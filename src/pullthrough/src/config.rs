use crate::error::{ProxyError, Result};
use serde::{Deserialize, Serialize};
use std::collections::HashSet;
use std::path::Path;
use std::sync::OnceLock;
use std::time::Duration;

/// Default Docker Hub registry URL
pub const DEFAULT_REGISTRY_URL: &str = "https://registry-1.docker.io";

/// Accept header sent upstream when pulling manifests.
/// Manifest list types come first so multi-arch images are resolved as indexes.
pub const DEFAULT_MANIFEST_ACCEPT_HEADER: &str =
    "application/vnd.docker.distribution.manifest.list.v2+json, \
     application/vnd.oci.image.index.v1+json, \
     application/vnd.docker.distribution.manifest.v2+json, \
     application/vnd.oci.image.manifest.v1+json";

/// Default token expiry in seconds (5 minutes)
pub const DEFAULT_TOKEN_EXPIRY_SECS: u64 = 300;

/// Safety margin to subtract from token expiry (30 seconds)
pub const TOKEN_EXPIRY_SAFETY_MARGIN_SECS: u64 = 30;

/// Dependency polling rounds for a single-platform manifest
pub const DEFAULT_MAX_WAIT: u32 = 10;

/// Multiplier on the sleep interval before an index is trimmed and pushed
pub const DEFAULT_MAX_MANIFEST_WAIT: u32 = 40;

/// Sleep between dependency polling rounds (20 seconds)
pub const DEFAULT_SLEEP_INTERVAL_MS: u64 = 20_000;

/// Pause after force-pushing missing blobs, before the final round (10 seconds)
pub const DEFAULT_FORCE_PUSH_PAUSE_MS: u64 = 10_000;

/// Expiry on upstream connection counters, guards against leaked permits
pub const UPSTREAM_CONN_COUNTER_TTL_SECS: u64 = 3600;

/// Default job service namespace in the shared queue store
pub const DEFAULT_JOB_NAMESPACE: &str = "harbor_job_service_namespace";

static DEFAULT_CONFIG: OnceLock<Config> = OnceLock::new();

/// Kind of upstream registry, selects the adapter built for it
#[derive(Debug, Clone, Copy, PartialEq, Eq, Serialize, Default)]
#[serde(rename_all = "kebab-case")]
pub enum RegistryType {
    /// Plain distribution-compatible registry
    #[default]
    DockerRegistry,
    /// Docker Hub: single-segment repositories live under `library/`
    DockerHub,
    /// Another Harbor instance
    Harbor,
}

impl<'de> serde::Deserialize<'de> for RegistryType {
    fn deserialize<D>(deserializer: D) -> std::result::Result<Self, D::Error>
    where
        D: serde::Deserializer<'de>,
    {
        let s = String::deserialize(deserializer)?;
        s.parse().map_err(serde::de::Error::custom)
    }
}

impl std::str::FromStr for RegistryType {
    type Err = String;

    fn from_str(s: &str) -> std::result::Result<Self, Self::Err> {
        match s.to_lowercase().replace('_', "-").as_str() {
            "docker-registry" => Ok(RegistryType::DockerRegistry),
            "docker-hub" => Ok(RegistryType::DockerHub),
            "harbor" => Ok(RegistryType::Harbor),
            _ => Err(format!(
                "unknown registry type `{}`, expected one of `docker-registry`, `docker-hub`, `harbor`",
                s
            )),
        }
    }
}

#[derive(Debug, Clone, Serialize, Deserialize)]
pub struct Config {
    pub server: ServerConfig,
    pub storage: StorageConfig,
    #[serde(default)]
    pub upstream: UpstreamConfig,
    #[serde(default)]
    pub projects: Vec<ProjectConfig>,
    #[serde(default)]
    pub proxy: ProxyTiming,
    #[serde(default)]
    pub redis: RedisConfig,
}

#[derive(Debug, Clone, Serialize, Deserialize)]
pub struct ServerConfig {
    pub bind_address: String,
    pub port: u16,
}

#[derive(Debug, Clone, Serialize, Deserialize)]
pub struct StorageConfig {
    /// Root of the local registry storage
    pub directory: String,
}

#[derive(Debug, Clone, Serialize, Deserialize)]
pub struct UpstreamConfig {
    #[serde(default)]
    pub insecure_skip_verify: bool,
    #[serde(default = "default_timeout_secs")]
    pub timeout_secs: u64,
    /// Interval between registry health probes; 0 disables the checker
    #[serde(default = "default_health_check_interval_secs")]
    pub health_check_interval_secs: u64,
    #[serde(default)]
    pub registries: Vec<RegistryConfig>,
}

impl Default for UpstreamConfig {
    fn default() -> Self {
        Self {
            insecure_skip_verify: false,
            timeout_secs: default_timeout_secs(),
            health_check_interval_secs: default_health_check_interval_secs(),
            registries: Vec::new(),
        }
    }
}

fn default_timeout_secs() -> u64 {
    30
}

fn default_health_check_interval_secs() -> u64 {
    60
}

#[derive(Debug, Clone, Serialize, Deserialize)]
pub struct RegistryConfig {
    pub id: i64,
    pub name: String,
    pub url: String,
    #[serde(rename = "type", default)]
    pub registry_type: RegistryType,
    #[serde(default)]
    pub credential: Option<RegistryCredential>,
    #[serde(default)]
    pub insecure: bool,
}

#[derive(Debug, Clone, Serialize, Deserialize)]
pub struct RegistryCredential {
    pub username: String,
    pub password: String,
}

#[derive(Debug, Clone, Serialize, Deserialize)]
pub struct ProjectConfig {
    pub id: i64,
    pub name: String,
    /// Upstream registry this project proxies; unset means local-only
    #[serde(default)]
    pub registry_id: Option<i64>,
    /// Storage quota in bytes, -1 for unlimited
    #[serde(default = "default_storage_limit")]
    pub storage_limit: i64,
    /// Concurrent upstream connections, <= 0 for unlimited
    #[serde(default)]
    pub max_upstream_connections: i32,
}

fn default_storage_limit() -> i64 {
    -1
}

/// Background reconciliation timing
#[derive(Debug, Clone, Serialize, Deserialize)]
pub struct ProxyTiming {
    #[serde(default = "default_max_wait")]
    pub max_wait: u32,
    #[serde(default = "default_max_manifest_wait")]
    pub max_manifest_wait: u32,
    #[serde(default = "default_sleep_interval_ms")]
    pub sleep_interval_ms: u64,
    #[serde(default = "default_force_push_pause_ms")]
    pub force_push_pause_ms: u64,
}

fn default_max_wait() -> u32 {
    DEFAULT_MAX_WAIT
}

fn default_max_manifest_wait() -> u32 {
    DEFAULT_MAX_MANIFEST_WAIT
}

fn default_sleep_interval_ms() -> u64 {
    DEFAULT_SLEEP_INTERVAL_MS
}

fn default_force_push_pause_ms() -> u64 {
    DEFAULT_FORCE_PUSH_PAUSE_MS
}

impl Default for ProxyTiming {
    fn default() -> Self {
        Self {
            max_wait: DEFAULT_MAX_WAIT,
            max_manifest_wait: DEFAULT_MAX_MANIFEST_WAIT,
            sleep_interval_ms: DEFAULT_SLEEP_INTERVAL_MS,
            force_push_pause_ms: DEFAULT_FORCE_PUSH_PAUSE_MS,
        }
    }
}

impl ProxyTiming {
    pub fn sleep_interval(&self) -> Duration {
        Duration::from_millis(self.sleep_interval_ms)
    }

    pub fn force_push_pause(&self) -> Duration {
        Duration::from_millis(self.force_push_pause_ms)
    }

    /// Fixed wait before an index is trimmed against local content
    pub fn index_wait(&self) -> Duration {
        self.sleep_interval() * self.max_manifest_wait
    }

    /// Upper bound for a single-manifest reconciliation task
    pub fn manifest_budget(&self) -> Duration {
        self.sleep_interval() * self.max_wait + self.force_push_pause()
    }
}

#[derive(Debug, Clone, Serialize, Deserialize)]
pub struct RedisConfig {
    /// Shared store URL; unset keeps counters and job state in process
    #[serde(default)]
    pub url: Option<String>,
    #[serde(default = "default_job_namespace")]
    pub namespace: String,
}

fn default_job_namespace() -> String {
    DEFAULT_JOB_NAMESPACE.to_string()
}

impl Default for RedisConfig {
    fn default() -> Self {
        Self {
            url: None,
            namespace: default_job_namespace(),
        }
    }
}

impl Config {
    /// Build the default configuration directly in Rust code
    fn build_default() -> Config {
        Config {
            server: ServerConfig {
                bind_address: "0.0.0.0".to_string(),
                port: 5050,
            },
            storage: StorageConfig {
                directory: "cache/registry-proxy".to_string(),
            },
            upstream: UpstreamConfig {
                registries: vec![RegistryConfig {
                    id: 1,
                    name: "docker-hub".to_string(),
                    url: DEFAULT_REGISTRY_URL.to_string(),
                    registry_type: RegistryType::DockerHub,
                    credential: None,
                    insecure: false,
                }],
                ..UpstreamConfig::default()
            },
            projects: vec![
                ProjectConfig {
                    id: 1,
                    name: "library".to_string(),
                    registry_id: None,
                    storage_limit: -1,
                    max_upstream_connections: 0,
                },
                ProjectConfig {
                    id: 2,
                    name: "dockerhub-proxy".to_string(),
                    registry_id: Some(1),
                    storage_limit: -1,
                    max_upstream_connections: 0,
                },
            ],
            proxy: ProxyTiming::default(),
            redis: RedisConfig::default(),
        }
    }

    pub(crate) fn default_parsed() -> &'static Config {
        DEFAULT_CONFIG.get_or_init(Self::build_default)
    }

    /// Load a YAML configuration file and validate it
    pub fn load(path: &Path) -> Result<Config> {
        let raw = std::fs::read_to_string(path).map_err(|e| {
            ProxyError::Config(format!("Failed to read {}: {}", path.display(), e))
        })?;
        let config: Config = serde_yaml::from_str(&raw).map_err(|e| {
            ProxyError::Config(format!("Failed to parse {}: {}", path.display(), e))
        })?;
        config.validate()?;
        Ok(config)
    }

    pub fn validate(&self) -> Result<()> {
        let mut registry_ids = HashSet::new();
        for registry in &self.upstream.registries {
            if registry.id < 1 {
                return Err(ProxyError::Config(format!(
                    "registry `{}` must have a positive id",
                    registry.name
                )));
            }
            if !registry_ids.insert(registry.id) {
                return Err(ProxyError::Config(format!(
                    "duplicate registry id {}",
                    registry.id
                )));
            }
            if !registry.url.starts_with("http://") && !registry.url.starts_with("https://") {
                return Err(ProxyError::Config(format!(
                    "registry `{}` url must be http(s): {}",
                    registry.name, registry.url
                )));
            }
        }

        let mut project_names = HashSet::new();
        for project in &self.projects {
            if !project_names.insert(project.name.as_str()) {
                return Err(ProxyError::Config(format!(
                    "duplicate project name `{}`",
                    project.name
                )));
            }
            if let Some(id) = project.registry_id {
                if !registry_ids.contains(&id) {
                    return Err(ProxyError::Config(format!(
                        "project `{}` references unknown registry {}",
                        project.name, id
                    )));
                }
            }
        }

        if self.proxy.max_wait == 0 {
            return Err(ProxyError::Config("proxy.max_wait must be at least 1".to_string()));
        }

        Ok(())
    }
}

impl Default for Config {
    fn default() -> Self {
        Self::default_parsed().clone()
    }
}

Directions → In the listing above, the lines from the one containing "if let Some(id)" through the one containing "if self.proxy.max_wait == 0" must be set down exactly, with no other lines.

Answer box →
            if let Some(id) = project.registry_id {
                if !registry_ids.contains(&id) {
                    return Err(ProxyError::Config(format!(
                        "project `{}` references unknown registry {}",
                        project.name, id
                    )));
                }
            }
        }

        if self.proxy.max_wait == 0 {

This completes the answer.